(Excerpted records Opens)
// SPDX-License-Identifier: MIT OR Apache-2.0

use std::sync::Arc;

use parking_lot::Mutex;

pub type ProgressListener = Box<dyn Fn(u8) + Send + Sync>;

#[derive(Debug, Clone, Copy, PartialEq, Eq, Hash)]
pub struct SubscriptionId(u64);

#[derive(Default)]
struct Registry {
    next_id: u64,
    listeners: Vec<(SubscriptionId, Arc<dyn Fn(u8) + Send + Sync>)>,
}

/// fan-out for percentage updates of the running operation.
///
/// publishing may happen from a worker thread while the ui thread subscribes.
#[derive(Clone, Default)]
pub struct ProgressHub {
    registry: Arc<Mutex<Registry>>,
}

impl ProgressHub {
    pub fn new() -> Self {
        Self::default()
    }

    pub fn subscribe(&self, listener: ProgressListener) -> SubscriptionId {
        let mut registry = self.registry.lock();
        let id = SubscriptionId(registry.next_id);
        registry.next_id += 1;
        registry.listeners.push((id, Arc::from(listener)));
        id
    }

    /// removes a listener; unknown ids are ignored.
    pub fn unsubscribe(&self, id: SubscriptionId) {
        self.registry.lock().listeners.retain(|(i, _)| *i != id);
    }

    /// notifies listeners in subscription order with the value clamped to 0-100.
    pub fn publish(&self, value: u32) {
        let value = value.min(100) as u8;

        // listeners run outside the lock so they may unsubscribe themselves
        let listeners: Vec<_> = self
            .registry
            .lock()
            .listeners
            .iter()
            .map(|(_, l)| Arc::clone(l))
            .collect();

        for listener in listeners {
            listener(value);
        }
    }

    pub fn listener_count(&self) -> usize {
        self.registry.lock().listeners.len()
    }
}

impl std::fmt::Debug for ProgressHub {
    fn fmt(&self, f: &mut std::fmt::Formatter<'_>) -> std::fmt::Result {
        f.debug_struct("ProgressHub")
            .field("listeners", &self.listener_count())
            .finish()
    }
}

#[cfg(test)]
mod tests {
    use super::*;

    #[test]
    fn test_publish_clamps_and_orders() {
        let hub = ProgressHub::new();
        let seen = Arc::new(Mutex::new(Vec::new()));

        let first = Arc::clone(&seen);
        hub.subscribe(Box::new(move |v: u8| first.lock().push(("a", v))));
        let second = Arc::clone(&seen);
        hub.subscribe(Box::new(move |v: u8| second.lock().push(("b", v))));

        hub.publish(40);
        hub.publish(250);

        assert_eq!(
            *seen.lock(),
            vec![("a", 40), ("b", 40), ("a", 100), ("b", 100)]
        );
    }

    #[test]
    fn test_unsubscribe_stops_delivery() {
        let hub = ProgressHub::new();
        let seen = Arc::new(Mutex::new(Vec::new()));

        let sink = Arc::clone(&seen);
        let id = hub.subscribe(Box::new(move |v: u8| sink.lock().push(v)));
        hub.publish(10);
        hub.unsubscribe(id);
        hub.publish(20);
        hub.unsubscribe(id);

        assert_eq!(*seen.lock(), vec![10]);
        assert_eq!(hub.listener_count(), 0);
    }
}
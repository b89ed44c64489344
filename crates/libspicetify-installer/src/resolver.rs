// SPDX-License-Identifier: MIT OR Apache-2.0

use crate::{Release, ReleaseAsset};

/// installer file extensions for the platform this binary was built for,
/// most preferred first.
fn platform_extensions() -> &'static [&'static str] {
    if cfg!(windows) {
        &[".exe", ".msi"]
    } else if cfg!(target_os = "macos") {
        &[".dmg"]
    } else {
        &[".appimage", ".deb"]
    }
}

/// picks the asset to download for a self-update.
/// priority order:
/// 1. platform installer extension
/// 2. any asset named like a setup or installer
pub fn select_asset(release: &Release) -> Option<&ReleaseAsset> {
    select_asset_for(release, platform_extensions())
}

pub(crate) fn select_asset_for<'a>(
    release: &'a Release,
    extensions: &[&str],
) -> Option<&'a ReleaseAsset> {
    resolve_by_extension(release, extensions).or_else(|| resolve_by_name(release))
}

fn resolve_by_extension<'a>(release: &'a Release, extensions: &[&str]) -> Option<&'a ReleaseAsset> {
    extensions.iter().find_map(|ext| {
        release
            .assets
            .iter()
            .find(|a| a.name.to_lowercase().ends_with(ext))
    })
}

fn resolve_by_name(release: &Release) -> Option<&ReleaseAsset> {
    release.assets.iter().find(|a| {
        let name = a.name.to_lowercase();
        name.contains("setup") || name.contains("installer")
    })
}

/// download url of the asset [`select_asset`] picks.
pub fn select_download_url(release: &Release) -> Option<String> {
    select_asset(release).map(|a| a.download_url.clone())
}

#[cfg(test)]
mod tests {
    use super::*;

    fn asset(name: &str) -> ReleaseAsset {
        ReleaseAsset {
            name: name.to_string(),
            download_url: format!("https://example.invalid/{name}"),
            size: 0,
        }
    }

    fn release(names: &[&str]) -> Release {
        Release {
            version: "1.0.3".to_string(),
            page_url: String::new(),
            assets: names.iter().map(|n| asset(n)).collect(),
        }
    }

    #[test]
    fn test_extension_order_wins() {
        let r = release(&["notes.txt", "App_1.0.3_x64.msi", "App_1.0.3_x64-setup.exe"]);
        let picked = select_asset_for(&r, &[".exe", ".msi"]).unwrap();
        assert_eq!(picked.name, "App_1.0.3_x64-setup.exe");
    }

    #[test]
    fn test_extension_match_ignores_case() {
        let r = release(&["app_1.0.3_amd64.AppImage"]);
        assert!(select_asset_for(&r, &[".appimage"]).is_some());
    }

    #[test]
    fn test_falls_back_to_installer_name() {
        let r = release(&["checksums.txt", "spicetify-installer-universal.zip"]);
        let picked = select_asset_for(&r, &[".dmg"]).unwrap();
        assert_eq!(picked.name, "spicetify-installer-universal.zip");
    }

    #[test]
    fn test_no_suitable_asset() {
        let r = release(&["source.tar.gz"]);
        assert!(select_asset_for(&r, &[".exe"]).is_none());
        assert!(select_asset_for(&release(&[]), &[".exe"]).is_none());
    }
}
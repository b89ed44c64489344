// SPDX-License-Identifier: MIT OR Apache-2.0

use std::fs;
use std::path::PathBuf;

use libspicetify_installer::{Config, Error, Result, Verbosity};
use serde::Deserialize;

const CONFIG_FILE_NAME: &str = "spicetify-installer.toml";

fn config_path() -> Option<PathBuf> {
    dirs::config_dir().map(|d| d.join(CONFIG_FILE_NAME))
}

#[derive(Debug, Deserialize, Default)]
#[serde(default)]
struct TomlConfig {
    installer_repo: Option<String>,
    tool_repo: Option<String>,
    tool_name: Option<String>,
    faq_url: Option<String>,
    check_online: Option<bool>,
    verbosity: Option<String>,
}

impl TomlConfig {
    fn into_config(self) -> Config {
        let verbosity = match self.verbosity.as_deref() {
            Some("quiet") => Verbosity::Quiet,
            Some("verbose") => Verbosity::Verbose,
            _ => Verbosity::Normal,
        };

        let mut config = Config::new().with_verbosity(verbosity);

        if let Some(repo) = self.installer_repo {
            config = config.with_installer_repo(repo);
        }
        if let Some(repo) = self.tool_repo {
            config = config.with_tool_repo(repo);
        }
        if let Some(name) = self.tool_name {
            config = config.with_tool_name(name);
        }
        if let Some(url) = self.faq_url {
            config = config.with_faq_url(url);
        }
        if let Some(online) = self.check_online {
            config = config.with_check_online(online);
        }

        config
    }
}

/// cli configuration: the library's config as read from the toml file.
#[derive(Debug, Clone)]
pub struct CliConfig {
    pub inner: Config,
}

impl std::ops::Deref for CliConfig {
    type Target = Config;

    fn deref(&self) -> &Self::Target {
        &self.inner
    }
}

impl CliConfig {
    pub fn load() -> Result<Self> {
        let inner = Self::load_toml_config()?.into_config();
        Ok(Self { inner })
    }

    fn load_toml_config() -> Result<TomlConfig> {
        let Some(path) = config_path() else {
            return Ok(TomlConfig::default());
        };

        if !path.exists() {
            return Ok(TomlConfig::default());
        }

        let content = fs::read_to_string(&path).map_err(|e| {
            Error::config(format!(
                "failed to read config file {}: {e}",
                path.display()
            ))
        })?;

        toml::from_str(&content).map_err(|e| {
            Error::config(format!(
                "failed to parse config file {}: {e}",
                path.display()
            ))
        })
    }

    pub fn edit_config() -> Result<()> {
        let Some(path) = config_path() else {
            return Err(Error::config("could not determine config directory"));
        };

        if !path.exists() {
            if let Some(dir) = path.parent() {
                fs::create_dir_all(dir).map_err(|e| {
                    Error::config(format!(
                        "failed to create config directory {}: {e}",
                        dir.display()
                    ))
                })?;
            }

            let default_content = r#"# spicetify-installer configuration
# installer_repo = "FIREPAWER07/SpicetifyInstaller"
# tool_repo = "spicetify/cli"
# tool_name = "spicetify"
# faq_url = "https://spicetify.app/docs/faq/"
# check_online = true
# verbosity = "normal"  # quiet, normal, verbose
"#;
            fs::write(&path, default_content).map_err(|e| {
                Error::config(format!(
                    "failed to create config file {}: {e}",
                    path.display()
                ))
            })?;
        }

        let editor = std::env::var("EDITOR").unwrap_or_else(|_| {
            if cfg!(windows) { "notepad" } else { "nano" }.to_string()
        });
        std::process::Command::new(&editor)
            .arg(&path)
            .status()
            .map_err(|e| Error::other(format!("failed to open editor {editor}: {e}")))?;

        Ok(())
    }
}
(Excerpted records Closes)
- [What is being asked]
Only a number is wanted. How many lines of the entries above carry "Error"?

- [Written answer]
7